Problem statement
We don't have a predictable timeline for when or how often we change the required PHP version of MediaWiki. It is also unclear how we will determine what the required PHP version will be.
The conversation of starting to drop a version evolves organically and ad-hoc, at which point a task, usually involving TechCom. If we forget to during a year, or if the task takes too long to reach consensus, we may forget to bump the requirement in time which then results in long-term cost for maintenance, support, testing etc.
Objective
- To document which criteria MediaWiki releases will use to decide the PHP versions it supports.
- To not have an RFC every time we want to raise the PHP version requirement.
- To evaluate these criteria on a regular basis, and when needed, raise the requirement accordingly.
Proposal 1
Based on @Krinkle's comment at T216165#5284682.
I'd like to propose a set of wishes we would use to determine the PHP versions we want and need to support (and not support versions older than those).
- We prefer not to support a PHP version beyond its EOL. (This means each MW x.0 stable release will only support PHP versions that don't go EOL before the MW release goes EOL; unless required for another bullet point.)
- We prefer not to support an Ubuntu or Debian version beyond its EOL. (This means each MW x.0 stable release will only support Debian+Ubuntu versions and their PHP versions if they don't go EOL before the MW release goes EOL; unless required for another bullet point.)

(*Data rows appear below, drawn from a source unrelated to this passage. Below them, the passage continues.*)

//! Common types shared across the broadcast relay crates.

#![warn(clippy::pedantic)]

/// Module for identifier and credential newtypes
pub mod types;

/// Module for secret types that prevent accidental logging
pub mod secret;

- Each Ubuntu and Debian version must have at least one MW version that we still support when the Linux release cycle starts.
- Administrators using the Ubuntu and Debian LTSes must have a clear upgrade path from one combination of Linux/PHP/MW to the next without any gaps where they aren't supported, and to be able to remain on such a combination for 2 years.
Proposal 1 (Example for current state)
- PHP 7.1 support: Dec 2016 - Dec 2019
- PHP 7.2 support: Nov 2017 - Nov 2020
- PHP 7.3 support: Dec 2018 - Dec 2021
- Ubuntu 18.04 LTS: mid-2018 - mid-2023 (PHP 7.2)
- Ubuntu 20.04 LTS: mid-2020 - mid-2025 (PHP 7.3, maybe later)
- Debian 9 Stretch: mid-2017 - 2022 (PHP 7.0)
- Debian 10 Buster: mid-2019 - 2022+ (PHP 7.3)
- MediaWiki 1.31: June 2018 - June 2021 (PHP 7.0+)
- MediaWiki 1.32: Jan 2019 - Jan 2020 (PHP 7.0+)
- MediaWiki 1.33: June 2019 - June 2020 (PHP …)
- MediaWiki 1.34: November 2019 - November 2020 (PHP …)
- MediaWiki 1.35 LTS: June 2020 - June 2023 (PHP …)
Let's see which versions we would need to require for MW 1.34+ whilst upholding the proposed criteria.
The only Linux combination we need to look at is Debian 9 Stretch with PHP 7.0. On that platform, we support MW 1.31 from June 2018 to June 2021 within the Debian 9 cycle, which gives them 3 years (we require 2).
By June 2021, there will be Debian 10 and several MediaWiki releases that support for PHP 7.2, which gives them a clear upgrade path without any gaps where they aren't supported.
This means for MW 1.34 we would drop PHP 7.0, and 7.1, and require PHP 7.2+.